– А не встречал ли ты в Прокопьевске верующих? — поинтересовался Лева.
– Нам не разрешают ходить среди вольных, — ответил кузнец. — Но некоторые приходили к нам по делам ремонта, и я спрашивал. Нет, верующих в Прокопьевске они не знают.
– Может быть, они и есть, да таятся, — предположил Лева.

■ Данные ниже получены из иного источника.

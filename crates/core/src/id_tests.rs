// SPDX-License-Identifier: BUSL-1.1
// Copyright (c) 2026 Alfred Jean LLC

use super::*;

#[test]
fn execution_id_display() {
    let id = ExecutionId::new("exec-1");
    assert_eq!(id.to_string(), "exec-1");
}

#[test]
fn session_id_equality() {
    let a = SessionId::new("s-1");
    let b = SessionId::new("s-1");
    let c = SessionId::new("s-2");

    assert_eq!(a, b);
    assert_ne!(a, c);
    assert_eq!(a, "s-1");
}

#[test]
fn id_from_str() {
    let id: TaskId = "task".into();
    assert_eq!(id.as_str(), "task");
}

#[test]
fn id_serde_transparent() {
    let id = ProfileId::new("profile-x");
    let json = serde_json::to_string(&id).unwrap();
    assert_eq!(json, "\"profile-x\"");

    let parsed: ProfileId = serde_json::from_str(&json).unwrap();
    assert_eq!(parsed, id);
}

#[test]
fn generated_ids_are_unique() {
    let a = ExecutionId::generate();
    let b = ExecutionId::generate();
    assert_ne!(a, b);
    assert_eq!(a.as_str().len(), 32);
}

#[test]
fn empty_id() {
    let id = WorktreeId::new("");
    assert!(id.is_empty());
    assert!(!InstanceId::generate().is_empty());
}

#[test]
fn borrow_str_lookup() {
    use std::collections::HashMap;

    let mut map: HashMap<SessionId, u32> = HashMap::new();
    map.insert(SessionId::new("s-1"), 7);
    assert_eq!(map.get("s-1"), Some(&7));
}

– Если нет, то будут, — уверенно сказал кузнец. — Город растет, многие приезжают, и здесь будет Церковь Христа.
Почти каждый выходной они встречались, беседовали, сидя на нарах, вспоминали лучшие годы, иногда тихо пели.

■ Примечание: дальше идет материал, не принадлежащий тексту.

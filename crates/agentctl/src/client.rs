// SPDX-License-Identifier: BUSL-1.1
// Copyright (c) 2026 Alfred Jean LLC

//! The `ControlClient` trait and its HTTP/WebSocket implementation.

use crate::stream::{AgentStream, EventStream};
use crate::{http, ws, ControlError};
use async_trait::async_trait;
use kandev_wire::{
    ConfigureAgentRequest, PermissionResponse, PermissionStreamEvent, StartAgentResponse,
    StopRequest, WorkspaceStreamEvent, AGENT_STREAM_PATH, CONFIGURE_PATH, HEALTH_PATH,
    PERMISSION_RESPOND_PATH, PERMISSION_STREAM_PATH, START_PATH, STOP_PATH, WORKSPACE_STREAM_PATH,
};

/// Operations the engine performs against one control daemon.
///
/// Implemented over TCP by [`HttpControlClient`]; tests substitute an
/// in-process fake built on [`AgentStream::pair`] and
/// [`EventStream::channel`].
#[async_trait]
pub trait ControlClient: Send + Sync + 'static {
    /// Daemon address, `host:port`.
    fn address(&self) -> String;

    async fn health(&self) -> Result<(), ControlError>;

    /// Graceful agent stop; `force` skips the grace period.
    async fn stop(&self, force: bool) -> Result<(), ControlError>;

    async fn configure_agent(&self, request: ConfigureAgentRequest) -> Result<(), ControlError>;

    async fn start_agent(&self) -> Result<StartAgentResponse, ControlError>;

    async fn open_agent_stream(&self) -> Result<AgentStream, ControlError>;

    async fn open_permission_stream(
        &self,
    ) -> Result<EventStream<PermissionStreamEvent>, ControlError>;

    async fn open_workspace_stream(
        &self,
    ) -> Result<EventStream<WorkspaceStreamEvent>, ControlError>;

    async fn respond_permission(&self, response: PermissionResponse) -> Result<(), ControlError>;
}

/// Control client over the daemon's TCP HTTP + WebSocket API.
#[derive(Debug, Clone)]
pub struct HttpControlClient {
    addr: String,
}

impl HttpControlClient {
    pub fn new(addr: impl Into<String>) -> Self {
        Self { addr: addr.into() }
    }

    async fn post_json<T: serde::Serialize>(
        &self,
        path: &str,
        body: &T,
    ) -> Result<String, ControlError> {
        let body = serde_json::to_string(body)
            .map_err(|e| ControlError::Http(format!("encode body failed: {}", e)))?;
        http::post(&self.addr, path, &body).await
    }
}

#[async_trait]
impl ControlClient for HttpControlClient {
    fn address(&self) -> String {
        self.addr.clone()
    }

    async fn health(&self) -> Result<(), ControlError> {
        http::get(&self.addr, HEALTH_PATH).await.map(|_| ())
    }

    async fn stop(&self, force: bool) -> Result<(), ControlError> {
        self.post_json(STOP_PATH, &StopRequest { force }).await.map(|_| ())
    }

    async fn configure_agent(&self, request: ConfigureAgentRequest) -> Result<(), ControlError> {
        self.post_json(CONFIGURE_PATH, &request).await.map(|_| ())
    }

    async fn start_agent(&self) -> Result<StartAgentResponse, ControlError> {
        let body = http::post(&self.addr, START_PATH, "{}").await?;
        serde_json::from_str(&body)
            .map_err(|e| ControlError::Http(format!("invalid start response: {}", e)))
    }

    async fn open_agent_stream(&self) -> Result<AgentStream, ControlError> {
        let ws = ws::connect(&self.addr, AGENT_STREAM_PATH).await?;
        Ok(AgentStream::connect(ws))
    }

    async fn open_permission_stream(
        &self,
    ) -> Result<EventStream<PermissionStreamEvent>, ControlError> {
        let ws = ws::connect(&self.addr, PERMISSION_STREAM_PATH).await?;
        Ok(EventStream::connect(ws))
    }

    async fn open_workspace_stream(
        &self,
    ) -> Result<EventStream<WorkspaceStreamEvent>, ControlError> {
        let ws = ws::connect(&self.addr, WORKSPACE_STREAM_PATH).await?;
        Ok(EventStream::connect(ws))
    }

    async fn respond_permission(&self, response: PermissionResponse) -> Result<(), ControlError> {
        self.post_json(PERMISSION_RESPOND_PATH, &response).await.map(|_| ())
    }
}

— Споем, брат. Люблю гимн «Ближе, Господь, к Тебе».
— О, это любимый гимн брата Ладина, старичка, в Самаре, которого сослали, — отвечал Лева. И они вполголоса запевали: «Ближе, Господь, к Тебе, ближе к Тебе…»

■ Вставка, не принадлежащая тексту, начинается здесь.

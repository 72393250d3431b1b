// SPDX-License-Identifier: BUSL-1.1
// Copyright (c) 2026 Alfred Jean LLC

//! Protocol handshake, prompt round-trip, and agent event handling.
//!
//! Streaming identity discipline: chunks append to the same message
//! bubble via `current_message_id` / `current_thinking_id`; both ids
//! clear on every flush (tool call or completion) so the next chunk
//! starts a new message. Events are processed serially per execution on
//! a single ingest task.

use crate::execution::{Execution, TurnOutcome};
use crate::publisher::EventPublisher;
use crate::streams::StreamManager;
use crate::LifecycleError;
use kandev_agentctl::ControlError;
use kandev_core::clock::Clock;
use kandev_core::event::StreamPayload;
use kandev_core::history::{system_preamble, SessionHistory};
use kandev_core::profile::AgentSpec;
use kandev_core::status::ExecutionStatus;
use kandev_core::turn::TurnCompletion;
use kandev_wire::{
    Action, AgentStreamEvent, InitializeRequest, InitializeResponse, PromptAttachment,
    PromptRequest, SessionLoadRequest, SessionNewRequest, SessionNewResponse,
};
use std::sync::Arc;
use std::time::Duration;
use tokio::sync::watch;

const STREAM_READY_TIMEOUT: Duration = Duration::from_secs(10);
const HANDSHAKE_STEP_TIMEOUT: Duration = Duration::from_secs(10);
const PROMPT_TIMEOUT: Duration = Duration::from_secs(600);
const STALL_TICK: Duration = Duration::from_secs(30);
const STALL_THRESHOLD_MS: u64 = 5 * 60 * 1000;

pub struct SessionManager<C: Clock> {
    publisher: Arc<EventPublisher<C>>,
    history: Arc<SessionHistory>,
    clock: C,
    client_name: String,
    client_version: String,
}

Расходясь, всегда тихо молились, и Лева обычно провожал брата-кузнеца до вахты. Когда тот доставал что-нибудь вкусное (а тогда в ларьках иногда продавали кетовую икру), он угощал Леву.
Однажды кузнец пришел задумчивый и расстроенный.
— Знаешь, брат, — сказал он Леве, — у меня такое переживание, что не знаю, как поступить. Недалеко от нашего лагеря поставили целый состав товарных вагонов. Начальство вызвало меня и говорит: «Оставь всю свою работу, поручаем тебе срочное дело: ты должен ковать решетки и прибивать их к окнам товарного состава. Если выполнишь порученное, горбуши наешься вдосталь». Ну, я, конечно, смолчал. Пошел в кузницу, подобрал проволоку, железо, и вот теперь делаю решетки. У нас разговор идет, что из лагеря готовится какой-то дальний, большой этап, и именно эти вагоны оборудуют для отправки заключенных. Я, конечно, понимаю все это, но вместе с тем думаю, могу ли я, как христианин, делать решетки для людей, для самих себя? С одной стороны, сам-то я не сажаю никого, с другой стороны — делаю решетки, вроде как участвую в создании неволи…
Вопрос брата заставил Леву призадуматься. Наконец, он произнес:
— Нужно молиться. Каждый из нас стоит перед Богом. Если что нельзя, совесть не позволяет, то лучше отпроситься на другую работу, а если сердце не осуждает, то Бог не взыщет… Кому как открыто, кто какого духовного уровня достиг.
Когда они встретились в следующий раз, кузнец рассказал, как пытался перевестись на другую работу, но начальство, видя его честность и добросовестность, отказало: мол, другим эту работу доверить не могут и настоятельно требуют, чтобы именно он делал решетки и прибивал их.
– Ну, и как же ты? — спросил Лева.
– Делаю и прибиваю, — смиренно ответил брат-кузнец. — Надеюсь, что Бог не взыщет. Я здесь ни при чем, что всех нас, людей вообще, в тюрьме держат…
И тут Леве невольно пришли на память строки стихотворения известного поэта Валерия Брюсова:
Каменщик, каменщик в фартуке белом,
Что ты там строишь? Кому?
Эй, не мешай нам, мы заняты делом,
Строим мы, строим тюрьму.
И ему стало тяжело на сердце, когда он понял, что все тюрьмы, лагеря, решетки, замки — все-все до мельчайших деталей сделано самими трудящимися. Ведь не буржуи, не капиталисты строили тюрьмы, а тем более создавали всю лагерную систему: бараки, сторожевые вышки, колючую проволоку. — Все это для самих себя сделали сами рабочие.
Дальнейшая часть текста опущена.